A case in point? Shall I give you a case in point?
Oh, but, it must be said, I have no desire whatever to be a Serious Person. That is the problem of our era—all these Serious Persons. Seriously? Who actually wants to be a Serious Person? We have forgotten the warning from Chesterton: “Without education, we are in a horrible and deadly danger of taking educated people seriously.”
I do want to take the truth seriously, and I do want to be a serious threat to a certain kind of pomposity, the kind that has filled out the ranks of our evangelical leadership. But being a serious threat requires, almost by definition, that you not care about being a Serious Person. “How can ye believe, which receive honour one of another, and seek not the honour that cometh from God only?” (John 5:44).

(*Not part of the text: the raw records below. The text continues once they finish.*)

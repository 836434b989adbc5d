//! Tagged dump format with `name=value` coordinates.
//!
//! ```text
//! Dataset: MERRA2_400.inst3_3d_asm_Np.20230101.nc4
//! lon, 16.25, 16.875
//! lat, -24.0, -23.5
//! lev, 1000, 975
//! time, 0, 180
//!
//! H.lon, 16.25, 16.875
//! H[time=0][lev=1000][lat=-24.0], 112.6, 113.1
//! ```
//!
//! Axes sit on lines 2-5. Data rows name their coordinates with `time=`,
//! `lev=` and `lat=` tags whose text must match an axis entry exactly.
//! `NAME.lon` lines echo the longitude axis and are skipped.

use std::collections::HashMap;

use merra_common::{FieldDataset, GridAxes, Quantity};
use once_cell::sync::Lazy;
use regex::Regex;
use tracing::debug;

use crate::error::{ParseError, Result};
use crate::options::ParseOptions;
use crate::rows::{parse_axis_row, parse_values, GridBuilder};
use crate::{GridDecoder, GridFormat};

static TIME_RE: Lazy<Regex> = Lazy::new(|| tag_regex("time"));
static LEV_RE: Lazy<Regex> = Lazy::new(|| tag_regex("lev"));
static LAT_RE: Lazy<Regex> = Lazy::new(|| tag_regex("lat"));

fn tag_regex(tag: &str) -> Regex {
    Regex::new(&format!(r"{}=(-?[0-9]+(?:\.[0-9]+)?)", tag)).unwrap()
}

/// Dataset header plus the four axis rows.
const HEADER_LINES: usize = 5;

/// Axis values and the verbatim-text lookup used to resolve tags.
struct TaggedAxis {
    values: Vec<f64>,
    index: HashMap<String, usize>,
}

impl TaggedAxis {
    fn parse(text: &str, line: usize, name: &str) -> Result<Self> {
        let (tokens, values) = parse_axis_row(text, line, name)?;
        let index = tokens
            .into_iter()
            .enumerate()
            .map(|(i, token)| (token.to_string(), i))
            .collect();
        Ok(Self { values, index })
    }

    fn lookup(&self, value: &str) -> Option<usize> {
        self.index.get(value).copied()
    }
}

/// Decoder for the tagged format.
#[derive(Debug, Clone, Copy, Default)]
pub struct TaggedDecoder;

fn leading_identifier(line: &str) -> &str {
    let end = line
        .find(|c: char| !(c.is_ascii_alphanumeric() || c == '_'))
        .unwrap_or(line.len());
    &line[..end]
}

fn resolve_tag(
    re: &Regex,
    tag: &'static str,
    head: &str,
    axis: &TaggedAxis,
    line: usize,
    quantity: Quantity,
    raw: &str,
) -> Result<usize> {
    let value = re
        .captures(head)
        .map(|c| c.get(1).map_or("", |m| m.as_str()))
        .ok_or_else(|| ParseError::malformed(line, format!("a {}=<value> tag", tag), raw))?;

    axis.lookup(value).ok_or_else(|| ParseError::UnknownTag {
        line,
        quantity,
        tag,
        value: value.to_string(),
    })
}

impl GridDecoder for TaggedDecoder {
    fn format(&self) -> GridFormat {
        GridFormat::Tagged
    }

    fn decode(&self, text: &str, options: &ParseOptions) -> Result<FieldDataset> {
        let lines: Vec<&str> = text.lines().collect();
        if lines.len() < HEADER_LINES {
            return Err(ParseError::TooShort {
                expected: HEADER_LINES,
                actual: lines.len(),
            });
        }

        let lon = TaggedAxis::parse(lines[1], 2, "lon")?;
        let lat = TaggedAxis::parse(lines[2], 3, "lat")?;
        let lev = TaggedAxis::parse(lines[3], 4, "lev")?;
        let time = TaggedAxis::parse(lines[4], 5, "time")?;

        let axes = GridAxes::from_raw(
            &time.values,
            lev.values.clone(),
            lat.values.clone(),
            lon.values.clone(),
        );
        debug!(shape = ?axes.shape(), "Read tagged axes");

        let mut builder = GridBuilder::new(axes, *options);
        let mut rows = 0usize;

        for (idx, raw) in lines.iter().enumerate().skip(HEADER_LINES) {
            let line = idx + 1;
            let Some(quantity) = Quantity::from_name(leading_identifier(raw)) else {
                continue;
            };
            if raw[quantity.name().len()..].starts_with(".lon") {
                continue;
            }

            let (head, values) = raw
                .split_once(',')
                .ok_or_else(|| ParseError::malformed(line, "a comma after the coordinate tags", raw))?;

            let t = resolve_tag(&TIME_RE, "time", head, &time, line, quantity, raw)?;
            let p = resolve_tag(&LEV_RE, "lev", head, &lev, line, quantity, raw)?;
            let k = resolve_tag(&LAT_RE, "lat", head, &lat, line, quantity, raw)?;

            let values = parse_values(values, line, quantity)?;
            builder.write(line, quantity, t, p, k, &values)?;
            rows += 1;
        }

        debug!(rows, "Decoded tagged rows");
        builder.finish()
    }
}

So there were various reasons for hosting this No Quarter November–some of them experimental, and others that were simply making more of a statement. I do not need to go into all of that here, but one of the statements is this one. If the success of an embargo is measured by actually stopping the flow of goods stored in the holds of smugglers’ ships, then November was a bad month for the embargo, and a good month for the smugglers.